Il romanzo presenta anche parti molto delicate
che riguardano la sorella del protagonista che
scrive da Milano e lo incoraggia nei suoi primi
contatti con il mondo femminile. Troviamo il
primo amore del protagonista che pare la ragazzina
dai capelli rossi di Charlie Browne, tanto è
irraggiungibile ed eterea. Leggiamo i modi di
dire dell'epoca: "Rubare è umano,
perseverare democristiano", entriamo nel
mondo a colori della nuova televisione, ci facciamo
le prime canne e conosciamo il mondo della droga,
rivediamo film come Taxi Driver e La febbre
del sabato sera. Ci tengo a dire che l'autore
sottolinea tutti i crimini democristiani che
è bene non dimenticare, soprattutto adesso
che si sta diffondendo una stupida nostalgia
per il buon governo di una volta. Non è
così, pure se con Berlusconi ci pare
di stare peggio. E allora ben vengano libri
come questo dove si ricorda che Giorgiana Masi
è stata uccisa dalla polizia quando Ministro
degli Interni era un certo Francesco Cossiga.

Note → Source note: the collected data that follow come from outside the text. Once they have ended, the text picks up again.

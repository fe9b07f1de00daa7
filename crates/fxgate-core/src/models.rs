//! Data types shared between the upstream client, the service and the
//! gateway's JSON responses.

use chrono::NaiveDate;
use serde::{Deserialize, Serialize};
use std::collections::BTreeMap;

/// Rates for a single day as published upstream
/// (`/latest` and `/{date}` endpoints).
#[derive(Debug, Clone, PartialEq, Serialize, Deserialize)]
pub struct RatesSnapshot {
    #[serde(default = "default_amount")]
    pub amount: f64,
    pub base: String,
    pub date: NaiveDate,
    pub rates: BTreeMap<String, f64>,
}

/// Rates for a date range as published upstream (`/{start}..{end}`).
#[derive(Debug, Clone, PartialEq, Serialize, Deserialize)]
pub struct SeriesSnapshot {
    #[serde(default = "default_amount")]
    pub amount: f64,
    pub base: String,
    pub start_date: NaiveDate,
    #[serde(default)]
    pub end_date: Option<NaiveDate>,
    pub rates: BTreeMap<NaiveDate, BTreeMap<String, f64>>,
}

fn default_amount() -> f64 {
    1.0
}

impl RatesSnapshot {
    /// Rate of `currency` against the snapshot's base.
    pub fn rate_for(&self, currency: &str) -> Option<f64> {
        self.rates.get(currency).copied()
    }
}

impl SeriesSnapshot {
    /// Points for `currency`, ordered by date. Days without a rate for
    /// the currency are skipped.
    pub fn points_for(&self, currency: &str) -> Vec<RatePoint> {
        self.rates
            .iter()
            .filter_map(|(date, rates)| {
                rates.get(currency).map(|rate| RatePoint {
                    date: *date,
                    rate: *rate,
                })
            })
            .collect()
    }
}

/// Response of `GET /api/latest?from&to`.
#[derive(Debug, Clone, PartialEq, Serialize, Deserialize)]
pub struct LatestRate {
    pub base: String,
    pub date: NaiveDate,
    pub rates: BTreeMap<String, f64>,
}

impl LatestRate {
    /// The single requested rate, if present.
    pub fn rate_for(&self, currency: &str) -> Option<f64> {
        self.rates.get(currency).copied()
    }
}

/// Response of `GET /api/historical?date&from&to`.
#[derive(Debug, Clone, Copy, PartialEq, Serialize, Deserialize)]
pub struct HistoricalRate {
    pub date: NaiveDate,
    pub rate: f64,
}

/// One day of a time series.
#[derive(Debug, Clone, Copy, PartialEq, Serialize, Deserialize)]
pub struct RatePoint {
    pub date: NaiveDate,
    pub rate: f64,
}

#[cfg(test)]
mod tests {
    use super::*;

    #[test]
    fn test_parse_latest_payload() {
        let body = r#"{"amount":1.0,"base":"EUR","date":"2024-05-10","rates":{"GBP":0.86,"USD":1.0783}}"#;
        let snapshot: RatesSnapshot = serde_json::from_str(body).unwrap();
        assert_eq!(snapshot.base, "EUR");
        assert_eq!(snapshot.rate_for("USD"), Some(1.0783));
        assert_eq!(snapshot.rate_for("JPY"), None);
    }

    #[test]
    fn test_series_points_are_ordered_and_sparse() {
        let body = r#"{
            "amount": 1.0, "base": "EUR",
            "start_date": "2024-01-02", "end_date": "2024-01-05",
            "rates": {
                "2024-01-05": {"USD": 1.094},
                "2024-01-02": {"USD": 1.0956},
                "2024-01-03": {"GBP": 0.86}
            }
        }"#;
        let series: SeriesSnapshot = serde_json::from_str(body).unwrap();
        let points = series.points_for("USD");
        assert_eq!(points.len(), 2);
        assert_eq!(points[0].date.to_string(), "2024-01-02");
        assert_eq!(points[1].rate, 1.094);
    }
}
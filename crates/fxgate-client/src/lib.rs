//! fxgate client - typed access to the gateway plus terminal charts.
//!
//! # Modules
//!
//! - `client` - [`GatewayClient`] for the gateway's REST API
//! - `chart` - line chart rendering for rate series

pub mod chart;
pub mod client;

pub use chart::render_line_chart;
pub use client::{GatewayClient, DEFAULT_GATEWAY_URL};
//! fxgate core - exchange rates, conversion and request analytics.
//!
//! This crate holds everything the gateway needs without any HTTP server
//! layer: currency validation, the upstream rates client (retry, circuit
//! breaker, TTL cache), the SQLite analytics store and the [`RatesService`]
//! facade tying them together.
//!
//! # Example
//!
//! ```rust,ignore
//! use fxgate_core::{CurrencyPair, RatesService, ServiceConfig};
//!
//! #[tokio::main]
//! async fn main() -> fxgate_core::Result<()> {
//!     let config = ServiceConfig::builder().in_memory_database().build()?;
//!     let service = RatesService::new(&config)?;
//!
//!     let pair = CurrencyPair::parse("EUR", "USD")?;
//!     let conversion = service.convert(&pair, 100.0, None).await?;
//!     println!("Result: {}", conversion.display_result());
//!
//!     Ok(())
//! }
//! ```

pub mod analytics;
pub mod cache;
pub mod config;
pub mod conversion;
pub mod currency;
pub mod error;
pub mod models;
pub mod network;

mod service;

// Re-export commonly used types
pub use analytics::{AnalyticsStore, DashboardReport, RequestKind, ResponseSummary};
pub use cache::RatesCache;
pub use config::ServiceConfig;
pub use conversion::{Conversion, SeriesStats};
pub use currency::{CurrencyCode, CurrencyPair, DateRange};
pub use error::{FxError, Result};
pub use models::{HistoricalRate, LatestRate, RatePoint, RatesSnapshot, SeriesSnapshot};
pub use network::{FrankfurterClient, RatesProvider};
pub use service::RatesService;
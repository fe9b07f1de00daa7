//! `RatesService`: the facade the gateway and tests talk to.
//!
//! Ties the upstream provider, the rate cache and the analytics recorder
//! together. Every upstream call that actually goes out is recorded as a
//! server request and response pair; cache hits are not.

use crate::analytics::{
    AnalyticsRecorder, AnalyticsStore, ClientRequestRecord, DashboardReport, RequestKind,
    ResponseSummary, ServerRequestRecord, ServerResponseRecord, ServiceResponseRecord,
};
use crate::cache::{RateKey, RatesCache};
use crate::config::{DashboardConfig, ServiceConfig};
use crate::conversion::{self, Conversion};
use crate::currency::{today_utc, CurrencyPair, DateRange};
use crate::error::{FxError, Result};
use crate::models::{HistoricalRate, LatestRate, RatePoint, RatesSnapshot, SeriesSnapshot};
use crate::network::{FrankfurterClient, RatesProvider, UpstreamCall};
use chrono::{NaiveDate, Utc};
use std::collections::BTreeMap;
use std::sync::Arc;
use std::time::Duration;
use tracing::{debug, info};

struct ServiceInner {
    provider: Arc<dyn RatesProvider>,
    cache: RatesCache,
    store: AnalyticsStore,
    recorder: AnalyticsRecorder,
}

/// Exchange-rate service with caching and analytics. Cheap to clone.
#[derive(Clone)]
pub struct RatesService {
    inner: Arc<ServiceInner>,
}

impl RatesService {
    /// Build the service against the configured upstream and database.
    ///
    /// Must be called from within a tokio runtime.
    pub fn new(config: &ServiceConfig) -> Result<Self> {
        config.validate()?;
        let provider = FrankfurterClient::new(config)?;
        let store = match &config.database_path {
            Some(path) => AnalyticsStore::open(path)?,
            None => AnalyticsStore::in_memory()?,
        };
        info!(
            "Rates service using upstream {} (analytics: {})",
            provider.base_url(),
            config
                .database_path
                .as_ref()
                .map(|p| p.display().to_string())
                .unwrap_or_else(|| "in-memory".to_string())
        );
        Ok(Self::with_parts(
            Arc::new(provider),
            RatesCache::new(config.latest_ttl, config.historical_ttl),
            store,
        ))
    }

    /// Build the service from explicit parts.
    ///
    /// Must be called from within a tokio runtime.
    pub fn with_parts(
        provider: Arc<dyn RatesProvider>,
        cache: RatesCache,
        store: AnalyticsStore,
    ) -> Self {
        let recorder = AnalyticsRecorder::spawn(store.clone());
        Self {
            inner: Arc::new(ServiceInner {
                provider,
                cache,
                store,
                recorder,
            }),
        }
    }

    pub fn store(&self) -> &AnalyticsStore {
        &self.inner.store
    }

    pub fn recorder(&self) -> &AnalyticsRecorder {
        &self.inner.recorder
    }

    // ========================================
    // Rates
    // ========================================

    /// Every known currency code, sorted, including the base currency.
    pub async fn currencies(&self) -> Result<Vec<String>> {
        let snapshot = self.latest_snapshot().await?;
        let mut codes: Vec<String> = snapshot.rates.keys().cloned().collect();
        if !codes.contains(&snapshot.base) {
            codes.push(snapshot.base.clone());
        }
        codes.sort();
        Ok(codes)
    }

    /// Latest rate for one pair.
    pub async fn latest_rate(&self, pair: &CurrencyPair) -> Result<LatestRate> {
        let today = today_utc();
        let key = RateKey::LatestPair(pair.clone());
        let snapshot = match self.inner.cache.get_snapshot(&key, today) {
            Some(hit) => hit,
            None => {
                let exchange = self.inner.provider.latest_pair(pair).await?;
                self.record_snapshot_call(&exchange.call, &exchange.value, Some(pair), None);
                self.inner.cache.put_snapshot(key, exchange.value.clone(), today);
                exchange.value
            }
        };

        let rate = required_rate(&snapshot, pair)?;
        Ok(LatestRate {
            base: snapshot.base,
            date: snapshot.date,
            rates: BTreeMap::from([(pair.to.to_string(), rate)]),
        })
    }

    /// Rate for one pair on `date`. Upstream answers non-trading days with
    /// the closest earlier trading day; the returned date is that day.
    pub async fn historical_rate(&self, date: NaiveDate, pair: &CurrencyPair) -> Result<HistoricalRate> {
        let today = today_utc();
        let key = RateKey::OnDate(date, pair.clone());
        let snapshot = match self.inner.cache.get_snapshot(&key, today) {
            Some(hit) => hit,
            None => {
                let exchange = self.inner.provider.on_date(date, pair).await?;
                self.record_snapshot_call(&exchange.call, &exchange.value, Some(pair), Some(date));
                self.inner.cache.put_snapshot(key, exchange.value.clone(), today);
                exchange.value
            }
        };

        Ok(HistoricalRate {
            date: snapshot.date,
            rate: required_rate(&snapshot, pair)?,
        })
    }

    /// Daily rates for one pair over `range`, ordered by date.
    pub async fn time_series(&self, range: DateRange, pair: &CurrencyPair) -> Result<Vec<RatePoint>> {
        let today = today_utc();
        let key = RateKey::Series(range, pair.clone());
        let series = match self.inner.cache.get_series(&key, today) {
            Some(hit) => hit,
            None => {
                let exchange = self.inner.provider.series(range, pair).await?;
                self.record_series_call(&exchange.call, &exchange.value, pair, range.end);
                self.inner.cache.put_series(key, exchange.value.clone(), today);
                exchange.value
            }
        };

        let points = series.points_for(pair.to.as_str());
        debug!("Series {} has {} points", pair, points.len());
        Ok(points)
    }

    /// Convert `amount` at the latest rate, or at the rate on `date`.
    pub async fn convert(
        &self,
        pair: &CurrencyPair,
        amount: f64,
        date: Option<NaiveDate>,
    ) -> Result<Conversion> {
        let (rate, rate_date) = match date {
            Some(date) => {
                let historical = self.historical_rate(date, pair).await?;
                (historical.rate, historical.date)
            }
            None => {
                let latest = self.latest_rate(pair).await?;
                let rate = latest.rate_for(pair.to.as_str()).ok_or_else(|| FxError::MissingRate {
                    currency: pair.to.to_string(),
                })?;
                (rate, latest.date)
            }
        };
        conversion::convert(pair, amount, rate, rate_date)
    }

    async fn latest_snapshot(&self) -> Result<RatesSnapshot> {
        let today = today_utc();
        if let Some(hit) = self.inner.cache.get_snapshot(&RateKey::LatestAll, today) {
            return Ok(hit);
        }
        let exchange = self.inner.provider.latest().await?;
        self.record_snapshot_call(&exchange.call, &exchange.value, None, None);
        self.inner
            .cache
            .put_snapshot(RateKey::LatestAll, exchange.value.clone(), today);
        Ok(exchange.value)
    }

    // ========================================
    // Analytics
    // ========================================

    fn record_snapshot_call(
        &self,
        call: &UpstreamCall,
        snapshot: &RatesSnapshot,
        pair: Option<&CurrencyPair>,
        date: Option<NaiveDate>,
    ) {
        self.inner.recorder.upstream(
            ServerRequestRecord::from_call(call, pair, date),
            ServerResponseRecord::from_snapshot(call, snapshot, date),
        );
    }

    fn record_series_call(
        &self,
        call: &UpstreamCall,
        series: &SeriesSnapshot,
        pair: &CurrencyPair,
        to_date: NaiveDate,
    ) {
        self.inner.recorder.upstream(
            ServerRequestRecord::from_call(call, Some(pair), Some(to_date)),
            ServerResponseRecord::from_series(call, series, pair.to.as_str()),
        );
    }

    /// Queue an incoming client request.
    pub fn record_client_request(&self, record: ClientRequestRecord) {
        self.inner.recorder.client_request(record);
    }

    /// Queue a response sent by the gateway.
    pub fn record_service_response(
        &self,
        kind: RequestKind,
        elapsed: Duration,
        status_code: u16,
        summary: ResponseSummary,
    ) {
        self.inner.recorder.service_response(ServiceResponseRecord {
            response_time_ms: elapsed.as_millis() as u64,
            status_code,
            request_kind: kind,
            summary,
            recorded_at: Utc::now(),
        });
    }

    /// Wait for queued analytics records to reach the database.
    pub async fn flush_analytics(&self) {
        self.inner.recorder.flush().await;
    }

    /// Dashboard data, bounded to the most recent rows.
    pub async fn dashboard(&self) -> Result<DashboardReport> {
        let store = self.inner.store.clone();
        let upstream = self.inner.provider.breaker_stats();
        tokio::task::spawn_blocking(move || {
            DashboardReport::load(&store, DashboardConfig::RECENT_ROWS, upstream)
        })
        .await
        .map_err(|e| FxError::Other(format!("Dashboard query task failed: {}", e)))?
    }
}

fn required_rate(snapshot: &RatesSnapshot, pair: &CurrencyPair) -> Result<f64> {
    snapshot
        .rate_for(pair.to.as_str())
        .ok_or_else(|| FxError::MissingRate {
            currency: pair.to.to_string(),
        })
}
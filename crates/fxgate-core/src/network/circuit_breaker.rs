//! Circuit breaker guarding the upstream rates API.
//!
//! - CLOSED: requests flow through
//! - OPEN: requests are rejected without contacting upstream
//! - HALF_OPEN: after the recovery timeout, one trial request is let through

use crate::config::NetworkConfig;
use crate::error::{FxError, Result};
use serde::Serialize;
use std::sync::atomic::{AtomicU64, Ordering};
use std::sync::{Mutex, MutexGuard};
use std::time::{Duration, Instant};
use tracing::{debug, info, warn};

/// Circuit breaker states.
#[derive(Debug, Clone, Copy, PartialEq, Eq, Serialize)]
#[serde(rename_all = "SCREAMING_SNAKE_CASE")]
pub enum CircuitState {
    Closed,
    Open,
    HalfOpen,
}

impl std::fmt::Display for CircuitState {
    fn fmt(&self, f: &mut std::fmt::Formatter<'_>) -> std::fmt::Result {
        match self {
            CircuitState::Closed => write!(f, "CLOSED"),
            CircuitState::Open => write!(f, "OPEN"),
            CircuitState::HalfOpen => write!(f, "HALF_OPEN"),
        }
    }
}

/// Configuration for circuit breaker behavior.
#[derive(Debug, Clone)]
pub struct CircuitBreakerConfig {
    /// Consecutive failures before opening the circuit.
    pub failure_threshold: u32,
    /// Time to wait in OPEN before letting a trial through.
    pub recovery_timeout: Duration,
    /// Trial requests allowed while HALF_OPEN.
    pub half_open_max_calls: u32,
}

impl Default for CircuitBreakerConfig {
    fn default() -> Self {
        Self {
            failure_threshold: NetworkConfig::CIRCUIT_BREAKER_FAILURE_THRESHOLD,
            recovery_timeout: NetworkConfig::CIRCUIT_BREAKER_RECOVERY_TIMEOUT,
            half_open_max_calls: 1,
        }
    }
}

#[derive(Debug)]
struct BreakerState {
    state: CircuitState,
    consecutive_failures: u32,
    opened_at: Option<Instant>,
    half_open_calls: u32,
}

/// Circuit breaker for one upstream domain.
#[derive(Debug)]
pub struct CircuitBreaker {
    config: CircuitBreakerConfig,
    inner: Mutex<BreakerState>,
    total_failures: AtomicU64,
    total_successes: AtomicU64,
    domain: String,
}

/// Snapshot of a circuit breaker, shown on the dashboard.
#[derive(Debug, Clone, Serialize)]
pub struct CircuitBreakerStats {
    pub domain: String,
    pub state: CircuitState,
    pub consecutive_failures: u32,
    pub total_failures: u64,
    pub total_successes: u64,
}

impl CircuitBreaker {
    pub fn new(domain: impl Into<String>) -> Self {
        Self::with_config(domain, CircuitBreakerConfig::default())
    }

    pub fn with_config(domain: impl Into<String>, config: CircuitBreakerConfig) -> Self {
        Self {
            config,
            inner: Mutex::new(BreakerState {
                state: CircuitState::Closed,
                consecutive_failures: 0,
                opened_at: None,
                half_open_calls: 0,
            }),
            total_failures: AtomicU64::new(0),
            total_successes: AtomicU64::new(0),
            domain: domain.into(),
        }
    }

    fn lock(&self) -> MutexGuard<'_, BreakerState> {
        // State stays consistent even if a holder panicked mid-update.
        self.inner.lock().unwrap_or_else(|poisoned| poisoned.into_inner())
    }

    /// Current state, moving OPEN to HALF_OPEN once the timeout elapsed.
    pub fn state(&self) -> CircuitState {
        let mut inner = self.lock();
        self.refresh(&mut inner);
        inner.state
    }

    /// Admit a request or fail fast with [`FxError::CircuitBreakerOpen`].
    ///
    /// The returned permit must be settled with [`CircuitPermit::record`].
    /// A permit dropped unsettled (the request was cancelled) gives its
    /// HALF_OPEN slot back.
    pub fn check(&self) -> Result<CircuitPermit<'_>> {
        let mut inner = self.lock();
        self.refresh(&mut inner);

        let (allowed, half_open) = match inner.state {
            CircuitState::Closed => (true, false),
            CircuitState::Open => (false, false),
            CircuitState::HalfOpen => {
                if inner.half_open_calls < self.config.half_open_max_calls {
                    inner.half_open_calls += 1;
                    (true, true)
                } else {
                    (false, false)
                }
            }
        };

        if allowed {
            Ok(CircuitPermit {
                breaker: self,
                half_open,
                settled: false,
            })
        } else {
            Err(FxError::CircuitBreakerOpen {
                domain: self.domain.clone(),
            })
        }
    }

    fn release_half_open_slot(&self) {
        let mut inner = self.lock();
        if inner.state == CircuitState::HalfOpen && inner.half_open_calls > 0 {
            inner.half_open_calls -= 1;
            debug!("Cancelled trial released HALF_OPEN slot for {}", self.domain);
        }
    }

    /// Record the outcome of an admitted request.
    ///
    /// Only failures that indicate an unhealthy upstream count; client-side
    /// errors such as an unknown currency do not trip the breaker.
    pub fn record<T>(&self, outcome: &Result<T>) {
        match outcome {
            Ok(_) => self.record_success(),
            Err(err) if err.is_retryable() => self.record_failure(),
            Err(_) => self.record_success(),
        }
    }

    pub fn record_success(&self) {
        self.total_successes.fetch_add(1, Ordering::Relaxed);
        let mut inner = self.lock();
        inner.consecutive_failures = 0;
        if inner.state == CircuitState::HalfOpen {
            inner.state = CircuitState::Closed;
            inner.opened_at = None;
            info!("Circuit breaker for {} recovered to CLOSED", self.domain);
        }
    }

    pub fn record_failure(&self) {
        self.total_failures.fetch_add(1, Ordering::Relaxed);
        let mut inner = self.lock();
        inner.consecutive_failures += 1;

        let should_open = match inner.state {
            CircuitState::Closed => inner.consecutive_failures >= self.config.failure_threshold,
            CircuitState::HalfOpen => true,
            CircuitState::Open => false,
        };

        if should_open {
            inner.state = CircuitState::Open;
            inner.opened_at = Some(Instant::now());
            inner.half_open_calls = 0;
            warn!(
                "Circuit breaker for {} opened after {} failures",
                self.domain, inner.consecutive_failures
            );
        }
    }

    pub fn stats(&self) -> CircuitBreakerStats {
        let mut inner = self.lock();
        self.refresh(&mut inner);
        CircuitBreakerStats {
            domain: self.domain.clone(),
            state: inner.state,
            consecutive_failures: inner.consecutive_failures,
            total_failures: self.total_failures.load(Ordering::Relaxed),
            total_successes: self.total_successes.load(Ordering::Relaxed),
        }
    }

    fn refresh(&self, inner: &mut BreakerState) {
        if inner.state != CircuitState::Open {
            return;
        }
        let elapsed = inner.opened_at.map(|t| t.elapsed()).unwrap_or_default();
        if elapsed >= self.config.recovery_timeout {
            inner.state = CircuitState::HalfOpen;
            inner.half_open_calls = 0;
            debug!("Circuit breaker for {} entering HALF_OPEN", self.domain);
        }
    }
}

/// Admission granted by [`CircuitBreaker::check`].
#[must_use = "settle the permit with `record`"]
pub struct CircuitPermit<'a> {
    breaker: &'a CircuitBreaker,
    half_open: bool,
    settled: bool,
}

impl CircuitPermit<'_> {
    /// Settle the permit with the outcome of the admitted request.
    pub fn record<T>(mut self, outcome: &Result<T>) {
        self.settled = true;
        self.breaker.record(outcome);
    }
}

impl Drop for CircuitPermit<'_> {
    fn drop(&mut self) {
        if !self.settled && self.half_open {
            self.breaker.release_half_open_slot();
        }
    }
}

Culicchia fa molto bene a mettere in ridicolo
la balla del colpo vagante sparato dai dimostranti
e a denunciare la presenza di poliziotti infiltrati
tra coloro che festeggiavano la vittoria del
referendum sul divorzio. Fa bene soprattutto
perché quello che Culicchia denuncia
è storia che viviamo ancora oggi negli
odierni scontri di piazza in occasione dei G8
e delle manifestazioni pacifiste. Niente di
nuovo sotto il sole. Il libro ha pure uno stupendo
finale che fa gridare di rabbia insieme al protagonista
quando scopre che sua sorella è stata
uccisa dalla polizia. La sorella muore come
l'anarchico Pinelli (andatevi a riascoltare
il capolavoro di Claudio Lolli), accusata di
terrorismo e precipitata dalla finestra della
questura. Il fratello lo viene a sapere solo
dal telegiornale mentre un anno di scuola finisce
e all'improvviso niente ha più senso.
"Io odio tutti", come dicevano i punk,
si trova a gridare il ragazzo e non ce la fa
più a pensare niente di positivo. Neppure
l'amore lo può salvare. Giuseppe Culicchia
ci consegna un romanzo capolavoro, uno spaccato
della società italiana del 1977, un libro
da leggere e meditare scritto con uno stile
leggero e piano che nasconde anni di verità
da non dimenticare. Leggetelo. Non ve ne pentirete.